Bullish Scenario Emerging
The chances that presidential candidate Joe Biden gets any meaningful tax increases through what is very likely to be a Republican-controlled Senate are very low. Republican control of the Senate is not yet a done deal either, with several races yet to be called, but it looks very likely at this point. We take a look at some of the major market moves in the immediate aftermath of Election Day.
No changes to our forecasts as a result of the election
We see further gains for stocks between now and year-end regardless of who occupies the White House, and we expect additional gains in 2021 as the bull market continues. Our 2021 forecasts will be released in early to mid-December with the publication of our Outlook 2021 publication. Look for our November Global Portfolio Strategy report early next week.
Expect a quiet Fed meeting today
While the Federal Reserve (Fed) won’t announce any policy changes at its meeting today, Chairman Jerome Powell and company will take on added importance given the strong likelihood of a split Congress. With prospects for a multi-trillion dollar stimulus package dimming under a Republican-controlled Senate, the Fed’s ability to assuage market disruptions and support the economy if the latest COVID-19 outbreak worsens may take on greater importance in the months ahead.
US dollar may weaken further.
A possible Joe Biden presidency could be viewed as bearish for the US dollar by fostering more globally coordinated trade policy and less use of tariffs. We still favor US equities over those in developed international markets, but a President Biden could potentially help narrow the gap.
Election 2020 update
Both candidates remain shy of the necessary 270 electoral votes, however, the path to the nomination is becoming clearer.
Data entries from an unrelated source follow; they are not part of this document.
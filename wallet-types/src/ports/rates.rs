//! Exchange rate source port.
//!
//! This trait defines the interface for exchange rate services.
//! Implementations can be HTTP clients, mock providers, etc.

use crate::domain::RateTable;
use crate::error::CurrencyError;
use crate::CurrencyCode;

/// Port trait for exchange rate sources.
#[async_trait::async_trait]
pub trait ExchangeRateSource: Send + Sync + 'static {
    /// Get every known rate quoted against `base`.
    async fn get_exchange_rates(&self, base: CurrencyCode) -> Result<RateTable, CurrencyError>;

    /// Get the exchange rate from one currency to another.
    /// Returns how many units of `to` you get for 1 unit of `from`.
    ///
    /// Identical currencies resolve to `1.0` without touching the source.
    async fn get_exchange_rate(
        &self,
        from: CurrencyCode,
        to: CurrencyCode,
    ) -> Result<f64, CurrencyError> {
        if from == to {
            return Ok(1.0);
        }
        let rates = self.get_exchange_rates(from).await?;
        rates
            .get(&to)
            .copied()
            .ok_or(CurrencyError::RateNotFound { from, to })
    }
}
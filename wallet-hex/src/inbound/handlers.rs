//! HTTP request handlers.

use std::collections::BTreeMap;
use std::sync::Arc;

use axum::{
    Json,
    extract::{Path, Query, State},
    http::StatusCode,
    response::{IntoResponse, Response},
};
use tokio_util::sync::CancellationToken;

use wallet_types::{
    AmountBody, AppError, ConversionRequest, CurrencyCode, CurrencyError, CurrencyInfo,
    CurrencyPreference, ExchangeRateSource, FormatQuery, FormattedAmount, LanguagePreference,
    PreferenceStore, RateTableResponse, SetCurrencyRequest, StoreError,
};

use crate::DisplayCurrency;

/// Application state shared across handlers.
pub struct AppState<S: PreferenceStore, P: ExchangeRateSource> {
    pub display: DisplayCurrency<S, P>,
}

/// Wrapper to implement IntoResponse for AppError (orphan rule workaround).
#[derive(Debug)]
pub struct ApiError(pub AppError);

impl From<AppError> for ApiError {
    fn from(err: AppError) -> Self {
        ApiError(err)
    }
}

impl From<CurrencyError> for ApiError {
    fn from(err: CurrencyError) -> Self {
        ApiError(err.into())
    }
}

impl From<StoreError> for ApiError {
    fn from(err: StoreError) -> Self {
        ApiError(err.into())
    }
}

impl IntoResponse for ApiError {
    fn into_response(self) -> Response {
        let (status, message) = match &self.0 {
            AppError::BadRequest(msg) => (StatusCode::BAD_REQUEST, msg.clone()),
            AppError::NotFound(msg) => (StatusCode::NOT_FOUND, msg.clone()),
            AppError::ServiceUnavailable(msg) => (StatusCode::SERVICE_UNAVAILABLE, msg.clone()),
            AppError::Internal(msg) => (StatusCode::INTERNAL_SERVER_ERROR, msg.clone()),
        };

        if status.is_server_error() {
            tracing::error!(status = status.as_u16(), error = %message, "Request failed");
        }

        let body = serde_json::json!({
            "error": message,
            "code": status.as_u16()
        });

        (status, Json(body)).into_response()
    }
}

fn parse_currency(code: &str) -> Result<CurrencyCode, ApiError> {
    code.parse::<CurrencyCode>()
        .map_err(|e| CurrencyError::from(e).into())
}

/// Cancelled when the handler future is dropped (client went away).
fn request_token() -> (CancellationToken, tokio_util::sync::DropGuard) {
    let token = CancellationToken::new();
    let guard = token.clone().drop_guard();
    (token, guard)
}

fn cancelled() -> ApiError {
    ApiError(AppError::ServiceUnavailable("Request cancelled".into()))
}

/// Health check endpoint.
pub async fn health() -> impl IntoResponse {
    Json(serde_json::json!({ "status": "healthy" }))
}

// ─────────────────────────────────────────────────────────────────────────────
// Catalogue & Rates
// ─────────────────────────────────────────────────────────────────────────────

/// List supported currencies.
pub async fn list_currencies() -> impl IntoResponse {
    let currencies: Vec<CurrencyInfo> = CurrencyCode::all()
        .iter()
        .copied()
        .map(CurrencyInfo::from)
        .collect();
    Json(currencies)
}

/// Every rate quoted against one base currency.
#[tracing::instrument(skip(state))]
pub async fn get_rate_table<S: PreferenceStore, P: ExchangeRateSource>(
    State(state): State<Arc<AppState<S, P>>>,
    Path(base): Path<String>,
) -> Result<impl IntoResponse, ApiError> {
    let base = parse_currency(&base)?;
    let table = state.display.service().get_rate_table(base).await?;
    let rates: BTreeMap<String, f64> = table
        .into_iter()
        .map(|(code, rate)| (code.code().to_string(), rate))
        .collect();
    Ok(Json(RateTableResponse { base, rates }))
}

/// Single pair rate, served from the cache when fresh.
#[tracing::instrument(skip(state))]
pub async fn get_rate<S: PreferenceStore, P: ExchangeRateSource>(
    State(state): State<Arc<AppState<S, P>>>,
    Path((from, to)): Path<(String, String)>,
) -> Result<impl IntoResponse, ApiError> {
    let from = parse_currency(&from)?;
    let to = parse_currency(&to)?;
    let rate = state.display.service().get_rate_details(from, to).await?;
    Ok(Json(rate))
}

/// Convert an amount between two currencies.
#[tracing::instrument(skip(state))]
pub async fn convert<S: PreferenceStore, P: ExchangeRateSource>(
    State(state): State<Arc<AppState<S, P>>>,
    Json(req): Json<ConversionRequest>,
) -> Result<impl IntoResponse, ApiError> {
    let conversion = state.display.service().convert_currency(req).await?;
    Ok(Json(conversion))
}

/// Format an amount in a currency.
pub async fn format_amount<S: PreferenceStore, P: ExchangeRateSource>(
    State(state): State<Arc<AppState<S, P>>>,
    Query(query): Query<FormatQuery>,
) -> Result<impl IntoResponse, ApiError> {
    let currency = parse_currency(&query.currency)?;
    let formatted = state.display.service().format_currency(query.amount, currency);
    Ok(Json(FormattedAmount { formatted }))
}

/// Rate cache statistics.
pub async fn cache_stats<S: PreferenceStore, P: ExchangeRateSource>(
    State(state): State<Arc<AppState<S, P>>>,
) -> impl IntoResponse {
    Json(state.display.service().cache_stats())
}

/// Drop every cached rate.
pub async fn clear_cache<S: PreferenceStore, P: ExchangeRateSource>(
    State(state): State<Arc<AppState<S, P>>>,
) -> impl IntoResponse {
    state.display.service().clear_cache();
    StatusCode::NO_CONTENT
}

// ─────────────────────────────────────────────────────────────────────────────
// Preferences
// ─────────────────────────────────────────────────────────────────────────────

pub async fn get_currency<S: PreferenceStore, P: ExchangeRateSource>(
    State(state): State<Arc<AppState<S, P>>>,
) -> impl IntoResponse {
    Json(CurrencyPreference {
        currency: state.display.currency().await,
    })
}

#[tracing::instrument(skip(state))]
pub async fn set_currency<S: PreferenceStore, P: ExchangeRateSource>(
    State(state): State<Arc<AppState<S, P>>>,
    Json(req): Json<SetCurrencyRequest>,
) -> Result<impl IntoResponse, ApiError> {
    let currency = parse_currency(&req.currency)?;
    state.display.set_currency(currency).await?;
    Ok(Json(CurrencyPreference { currency }))
}

pub async fn get_language<S: PreferenceStore, P: ExchangeRateSource>(
    State(state): State<Arc<AppState<S, P>>>,
) -> impl IntoResponse {
    Json(LanguagePreference {
        language: state.display.language().await,
    })
}

#[tracing::instrument(skip(state))]
pub async fn set_language<S: PreferenceStore, P: ExchangeRateSource>(
    State(state): State<Arc<AppState<S, P>>>,
    Json(req): Json<LanguagePreference>,
) -> Result<impl IntoResponse, ApiError> {
    state.display.set_language(req.language).await?;
    Ok(Json(req))
}

// ─────────────────────────────────────────────────────────────────────────────
// Display Conversion
// ─────────────────────────────────────────────────────────────────────────────

/// Format a base-currency amount in the display currency.
#[tracing::instrument(skip(state))]
pub async fn display_format<S: PreferenceStore, P: ExchangeRateSource>(
    State(state): State<Arc<AppState<S, P>>>,
    Json(body): Json<AmountBody>,
) -> Result<impl IntoResponse, ApiError> {
    let (token, _guard) = request_token();
    let formatted = state
        .display
        .convert_and_format(body.amount, &token)
        .await
        .ok_or_else(cancelled)?;
    Ok(Json(FormattedAmount { formatted }))
}

/// Convert a display-currency amount back into the base currency.
#[tracing::instrument(skip(state))]
pub async fn display_to_base<S: PreferenceStore, P: ExchangeRateSource>(
    State(state): State<Arc<AppState<S, P>>>,
    Json(body): Json<AmountBody>,
) -> Result<impl IntoResponse, ApiError> {
    let (token, _guard) = request_token();
    let amount = state
        .display
        .convert_from_display(body.amount, &token)
        .await
        .ok_or_else(cancelled)?;
    Ok(Json(AmountBody { amount }))
}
Votes are still being counted in several states, with attention focused on the count in Arizona, Georgia, Nevada, and Pennsylvania for potential swings in the projected outcome. While votes in Pennsylvania may take several more days to count, results in Arizona, Georgia, and Nevada are expected relatively soon (source: US Election Project).
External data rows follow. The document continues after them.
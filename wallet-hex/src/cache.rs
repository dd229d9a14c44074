//! Exchange rate cache with TTL support.

use std::time::Duration;

use dashmap::DashMap;
use tokio::time::Instant;
use tracing::debug;

use wallet_types::{CurrencyCode, ExchangeRate};

/// Default time a fetched rate stays fresh.
pub const DEFAULT_RATE_TTL: Duration = Duration::from_secs(60 * 60);

/// Cached rate entry.
#[derive(Debug, Clone)]
struct CacheEntry {
    rate: ExchangeRate,
    fetched_at: Instant,
}

impl CacheEntry {
    fn is_fresh(&self, ttl: Duration) -> bool {
        self.fetched_at.elapsed() < ttl
    }
}

/// Configuration for the rate cache.
#[derive(Debug, Clone)]
pub struct RateCacheConfig {
    /// How long a fetched rate is served without asking the source again.
    pub ttl: Duration,
}

impl Default for RateCacheConfig {
    fn default() -> Self {
        Self {
            ttl: DEFAULT_RATE_TTL,
        }
    }
}

/// Thread-safe rate cache keyed by `"<from>-<to>"`.
///
/// Expired entries are never removed eagerly; they are overwritten the next
/// time the pair is fetched. Concurrent misses each fetch and the last insert
/// wins.
#[derive(Debug, Default)]
pub struct RateCache {
    entries: DashMap<String, CacheEntry>,
    config: RateCacheConfig,
}

impl RateCache {
    pub fn new() -> Self {
        Self::with_config(RateCacheConfig::default())
    }

    pub fn with_config(config: RateCacheConfig) -> Self {
        Self {
            entries: DashMap::new(),
            config,
        }
    }

    pub fn ttl(&self) -> Duration {
        self.config.ttl
    }

    fn key(from: CurrencyCode, to: CurrencyCode) -> String {
        format!("{}-{}", from.code(), to.code())
    }

    /// Returns the cached rate for the pair if it is still fresh.
    pub fn get(&self, from: CurrencyCode, to: CurrencyCode) -> Option<ExchangeRate> {
        let key = Self::key(from, to);
        match self.entries.get(&key) {
            Some(entry) if entry.is_fresh(self.config.ttl) => {
                debug!(pair = %key, "Cache hit");
                Some(entry.rate.clone())
            }
            Some(_) => {
                debug!(pair = %key, "Cache entry expired");
                None
            }
            None => {
                debug!(pair = %key, "Cache miss");
                None
            }
        }
    }

    /// Stores a freshly fetched rate, replacing any previous entry for the pair.
    pub fn insert(&self, rate: ExchangeRate) {
        let key = Self::key(rate.from, rate.to);
        self.entries.insert(
            key,
            CacheEntry {
                rate,
                fetched_at: Instant::now(),
            },
        );
    }

    pub fn clear(&self) {
        self.entries.clear();
    }

    pub fn len(&self) -> usize {
        self.entries.len()
    }

    pub fn is_empty(&self) -> bool {
        self.entries.is_empty()
    }

    pub fn stats(&self) -> CacheStats {
        let total = self.entries.len();
        let fresh = self
            .entries
            .iter()
            .filter(|e| e.is_fresh(self.config.ttl))
            .count();

        CacheStats {
            total_entries: total,
            fresh_entries: fresh,
            expired_entries: total - fresh,
        }
    }
}

/// Cache statistics.
#[derive(Debug, Clone, Copy, PartialEq, Eq, serde::Serialize, utoipa::ToSchema)]
pub struct CacheStats {
    pub total_entries: usize,
    pub fresh_entries: usize,
    pub expired_entries: usize,
}

#[cfg(test)]
mod tests {
    use super::*;

    fn usd_vnd(rate: f64) -> ExchangeRate {
        ExchangeRate::new(CurrencyCode::USD, CurrencyCode::VND, rate)
    }

    #[tokio::test(start_paused = true)]
    async fn test_insert_and_get() {
        let cache = RateCache::new();
        cache.insert(usd_vnd(25_000.0));

        let rate = cache.get(CurrencyCode::USD, CurrencyCode::VND).unwrap();
        assert_eq!(rate.rate, 25_000.0);
        assert!(cache.get(CurrencyCode::VND, CurrencyCode::USD).is_none());
    }

    #[tokio::test(start_paused = true)]
    async fn test_entry_expires_after_ttl() {
        let cache = RateCache::with_config(RateCacheConfig {
            ttl: Duration::from_secs(10),
        });
        cache.insert(usd_vnd(25_000.0));

        tokio::time::advance(Duration::from_secs(9)).await;
        assert!(cache.get(CurrencyCode::USD, CurrencyCode::VND).is_some());

        tokio::time::advance(Duration::from_secs(1)).await;
        assert!(cache.get(CurrencyCode::USD, CurrencyCode::VND).is_none());

        // Stale entries stay until overwritten.
        assert_eq!(
            cache.stats(),
            CacheStats {
                total_entries: 1,
                fresh_entries: 0,
                expired_entries: 1,
            }
        );

        cache.insert(usd_vnd(26_000.0));
        assert_eq!(
            cache.get(CurrencyCode::USD, CurrencyCode::VND).unwrap().rate,
            26_000.0
        );
        assert_eq!(cache.len(), 1);
    }

    #[tokio::test(start_paused = true)]
    async fn test_clear() {
        let cache = RateCache::new();
        cache.insert(usd_vnd(25_000.0));
        cache.clear();
        assert!(cache.is_empty());
    }

    #[test]
    fn test_default_ttl_is_one_hour() {
        assert_eq!(RateCache::new().ttl(), Duration::from_secs(3600));
    }
}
Stocks are continuing their rally this morning, advancing for the fourth consecutive day. Despite large gains for major large cap indexes Wednesday, breadth was poor, with more stocks declining than advancing in both the S&P 500 Index and on the New York Stock Exchange. Gains were led by healthcare and mega-cap growth names, as growth stocks outperformed value by the widest single-day margin since January 2001. The continued rise sets the S&P up for a potential test of its record highs at 3588.
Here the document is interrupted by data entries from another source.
//! Currency Application Service
//!
//! Orchestrates rate lookups through the exchange rate port and keeps a
//! time-boxed cache of fetched pairs. Contains NO transport logic.

use wallet_currency::format_currency;
use wallet_types::{
    ConversionRequest, CurrencyCode, CurrencyConversion, CurrencyError, ExchangeRate,
    ExchangeRateSource, RateTable,
};

use crate::cache::{CacheStats, RateCache, RateCacheConfig};

/// Application service for conversions and rate lookups.
///
/// Generic over `P: ExchangeRateSource` - the adapter is injected at compile time,
/// so tests drive the service with an in-process fake.
pub struct CurrencyService<P: ExchangeRateSource> {
    source: P,
    cache: RateCache,
}

impl<P: ExchangeRateSource> CurrencyService<P> {
    /// Creates a service with the default one hour rate cache.
    pub fn new(source: P) -> Self {
        Self::with_cache_config(source, RateCacheConfig::default())
    }

    pub fn with_cache_config(source: P, config: RateCacheConfig) -> Self {
        Self {
            source,
            cache: RateCache::with_config(config),
        }
    }

    /// Returns a reference to the underlying rate source.
    pub fn source(&self) -> &P {
        &self.source
    }

    // ─────────────────────────────────────────────────────────────────────────────
    // Conversion
    // ─────────────────────────────────────────────────────────────────────────────

    /// Converts an amount between two currencies using the cached rate.
    ///
    /// The amount and both codes are validated before the rate source is touched.
    #[tracing::instrument(skip(self))]
    pub async fn convert_currency(
        &self,
        req: ConversionRequest,
    ) -> Result<CurrencyConversion, CurrencyError> {
        if !req.amount.is_finite() || req.amount < 0.0 {
            return Err(CurrencyError::InvalidAmount(req.amount.to_string()));
        }
        let from: CurrencyCode = req.from.parse()?;
        let to: CurrencyCode = req.to.parse()?;

        let rate = self.get_rate_details(from, to).await?;
        let conversion = CurrencyConversion::new(req.amount, &rate);
        tracing::debug!(converted = conversion.converted_amount, "Conversion complete");
        Ok(conversion)
    }

    // ─────────────────────────────────────────────────────────────────────────────
    // Rates
    // ─────────────────────────────────────────────────────────────────────────────

    /// Uncached lookup straight from the source.
    #[tracing::instrument(skip(self))]
    pub async fn get_exchange_rate(
        &self,
        from: CurrencyCode,
        to: CurrencyCode,
    ) -> Result<f64, CurrencyError> {
        self.source.get_exchange_rate(from, to).await
    }

    /// Cached lookup: served from the cache while the entry is younger than
    /// the TTL, otherwise fetched and stored.
    pub async fn get_exchange_rate_with_cache(
        &self,
        from: CurrencyCode,
        to: CurrencyCode,
    ) -> Result<f64, CurrencyError> {
        self.get_rate_details(from, to).await.map(|r| r.rate)
    }

    /// Cached lookup returning the rate together with its fetch time.
    #[tracing::instrument(skip(self))]
    pub async fn get_rate_details(
        &self,
        from: CurrencyCode,
        to: CurrencyCode,
    ) -> Result<ExchangeRate, CurrencyError> {
        if from == to {
            return Ok(ExchangeRate::new(from, to, 1.0));
        }
        if let Some(rate) = self.cache.get(from, to) {
            return Ok(rate);
        }

        let rate = ExchangeRate::new(from, to, self.source.get_exchange_rate(from, to).await?);
        self.cache.insert(rate.clone());
        Ok(rate)
    }

    /// Every rate quoted against `base`, uncached.
    #[tracing::instrument(skip(self))]
    pub async fn get_rate_table(&self, base: CurrencyCode) -> Result<RateTable, CurrencyError> {
        self.source.get_exchange_rates(base).await
    }

    // ─────────────────────────────────────────────────────────────────────────────
    // Formatting & Catalogue
    // ─────────────────────────────────────────────────────────────────────────────

    pub fn format_currency(&self, amount: f64, currency: CurrencyCode) -> String {
        format_currency(amount, currency)
    }

    pub fn supported_currencies(&self) -> &'static [CurrencyCode] {
        CurrencyCode::all()
    }

    // ─────────────────────────────────────────────────────────────────────────────
    // Cache Management
    // ─────────────────────────────────────────────────────────────────────────────

    pub fn clear_cache(&self) {
        self.cache.clear();
        tracing::info!("Rate cache cleared");
    }

    pub fn cache_stats(&self) -> CacheStats {
        self.cache.stats()
    }
}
New daily COVID-19 cases in the United States surpassed 100,000 for the first time on Wednesday, a 31% week-over-week increase that pushed the seven-day average increase up fractionally to 19.9% week over week (source: COVID Tracking Project). The global crisis is worsening as cases and deaths surged by daily records, per Bloomberg. AstraZeneca reiterated it expects vaccine trial data to be released before year-end.